▶ **DATASET EXTRACT**
-=-=-=-=-

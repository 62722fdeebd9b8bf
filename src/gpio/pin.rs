use super::{
    transition, AltOpenDrain, AltPushPull, CanAnalog, CanInput, CanOutput, Configurable,
    DriveStrength, Floating, InputMode, OpenDrain, OutputMode, PinAltOpenDrain, PinAltPushPull,
    PinConfig, PinInterface, PinMode, PinOpenDrain, PinToggle, PullDown, PullUp, PushPull,
    Strength,
};
use crate::reg::{RFieldSet, RwRegField};
use crate::token::Token;
use core::fmt;
use core::marker::PhantomData;

/// GPIO pin token.
///
/// `I` describes the pin registers, `C` is the configuration policy.
pub struct Pin<I: PinInterface, C: PinConfig<I> = Configurable> {
    _marker: PhantomData<(I, C)>,
}

impl<I: PinInterface, C: PinConfig<I>> Clone for Pin<I, C> {
    #[inline]
    fn clone(&self) -> Self {
        *self
    }
}

impl<I: PinInterface, C: PinConfig<I>> Copy for Pin<I, C> {}

impl<I: PinInterface, C: PinConfig<I>> fmt::Debug for Pin<I, C> {
    fn fmt(&self, f: &mut fmt::Formatter<'_>) -> fmt::Result {
        f.debug_struct("Pin").field("name", &I::NAME).field("mode", &C::MODE).finish()
    }
}

impl<I: PinInterface, C: PinConfig<I>> Token for Pin<I, C> {
    #[inline]
    unsafe fn take() -> Self {
        Self { _marker: PhantomData }
    }
}

impl<I: PinInterface, C: PinConfig<I>> Pin<I, C> {
    /// Applies the startup configuration of the policy: the fixed mode, or
    /// floating input for configurable pins.
    pub fn init(&self) {
        debug!("{}: init", I::NAME);
        C::init();
    }

    /// Returns the pin to floating input, the reset state of most ports.
    pub fn reset(&self)
    where
        C: CanInput,
    {
        self.set_floating_input();
    }

    /// Switches to analog mode.
    pub fn set_analog(&self)
    where
        C: CanAnalog,
    {
        trace!("{}: {:?}", I::NAME, PinMode::AnalogInput);
        transition::analog::<I>();
    }

    /// Switches to digital input without pull resistor.
    pub fn set_floating_input(&self)
    where
        C: CanInput,
    {
        self.configure_input::<Floating>();
    }

    /// Switches to digital input with pull-up resistor.
    pub fn set_pull_up_input(&self)
    where
        C: CanInput,
    {
        self.configure_input::<PullUp>();
    }

    /// Switches to digital input with pull-down resistor.
    pub fn set_pull_down_input(&self)
    where
        C: CanInput,
    {
        self.configure_input::<PullDown>();
    }

    /// Switches to push-pull output with the drive strength `S`.
    pub fn set_push_pull_output<S: DriveStrength>(&self)
    where
        C: CanOutput,
    {
        self.configure_output::<PushPull, S>();
    }

    /// Switches to open-drain output with the drive strength `S`.
    pub fn set_open_drain_output<S: DriveStrength>(&self)
    where
        C: CanOutput,
        I: PinOpenDrain,
    {
        self.configure_output::<OpenDrain, S>();
    }

    /// Switches to peripheral-driven push-pull output with the drive strength
    /// `S`.
    pub fn set_alt_push_pull<S: DriveStrength>(&self)
    where
        C: CanOutput,
        I: PinAltPushPull,
    {
        self.configure_output::<AltPushPull, S>();
    }

    /// Switches to peripheral-driven open-drain output with the drive strength
    /// `S`.
    pub fn set_alt_open_drain<S: DriveStrength>(&self)
    where
        C: CanOutput,
        I: PinAltOpenDrain,
    {
        self.configure_output::<AltOpenDrain, S>();
    }

    /// Changes the drive strength, keeping the output mode.
    pub fn set_strength<S: DriveStrength>(&self)
    where
        C: CanOutput,
    {
        trace!("{}: {:?} strength", I::NAME, S::STRENGTH);
        S::apply::<I>();
    }

    /// Switches to the digital input mode `M`.
    pub fn configure_input<M: InputMode>(&self)
    where
        C: CanInput,
    {
        trace!("{}: {:?}", I::NAME, M::MODE);
        M::apply::<I>();
    }

    /// Switches to the output mode `M` with the drive strength `S`.
    pub fn configure_output<M: OutputMode<I>, S: DriveStrength>(&self)
    where
        C: CanOutput,
    {
        trace!("{}: {:?}, {:?} strength", I::NAME, M::MODE, S::STRENGTH);
        transition::output::<I, M::Values, S>();
    }

    /// Drives the output high.
    #[inline]
    pub fn set_high(&self)
    where
        C: CanOutput,
    {
        transition::step::<I::DriveHigh>();
    }

    /// Drives the output low.
    #[inline]
    pub fn set_low(&self)
    where
        C: CanOutput,
    {
        transition::step::<I::DriveLow>();
    }

    /// Returns `true` if the output latch is high.
    #[inline]
    pub fn output_latch(&self) -> bool
    where
        C: CanOutput,
    {
        unsafe { I::OutputLatch::take() }.is_set()
    }

    /// Returns `true` if the output is driven high. Same as
    /// [`output_latch`](Pin::output_latch).
    #[inline]
    pub fn is_set_high(&self) -> bool
    where
        C: CanOutput,
    {
        self.output_latch()
    }

    /// Returns `true` if the input level is high.
    #[inline]
    pub fn input(&self) -> bool
    where
        C: CanInput,
    {
        unsafe { I::Input::take() }.is_set()
    }

    /// Inverts the output latch.
    #[inline]
    pub fn toggle_output(&self)
    where
        C: CanOutput,
        I: PinToggle,
    {
        unsafe { I::OutputField::take() }.atomic_toggle();
    }
}

impl<I> Pin<I, Configurable>
where
    I: PinOpenDrain + PinAltPushPull + PinAltOpenDrain,
{
    /// Switches to `mode` chosen at run time. `strength` applies to the output
    /// modes only.
    pub fn configure(&self, mode: PinMode, strength: Strength) {
        if mode.is_output() {
            trace!("{}: {:?}, {:?} strength", I::NAME, mode, strength);
        } else {
            trace!("{}: {:?}", I::NAME, mode);
        }
        match mode {
            PinMode::AnalogInput => transition::analog::<I>(),
            PinMode::FloatingInput => transition::floating_input::<I>(),
            PinMode::PullUpInput => transition::pull_up_input::<I>(),
            PinMode::PullDownInput => transition::pull_down_input::<I>(),
            PinMode::PushPullOutput => transition::output_with::<I, I::PushPull>(strength),
            PinMode::OpenDrainOutput => transition::output_with::<I, I::OpenDrain>(strength),
            PinMode::AltPushPullOutput => transition::output_with::<I, I::AltPushPull>(strength),
            PinMode::AltOpenDrainOutput => transition::output_with::<I, I::AltOpenDrain>(strength),
        }
    }
}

-=-=-=-=-

▶ **EXERCISE OBJECTIVE**
Find the lines in the data that include "core", then copy each of them.

▶ **EXPECTED ANSWER**
use core::fmt;
use core::marker::PhantomData;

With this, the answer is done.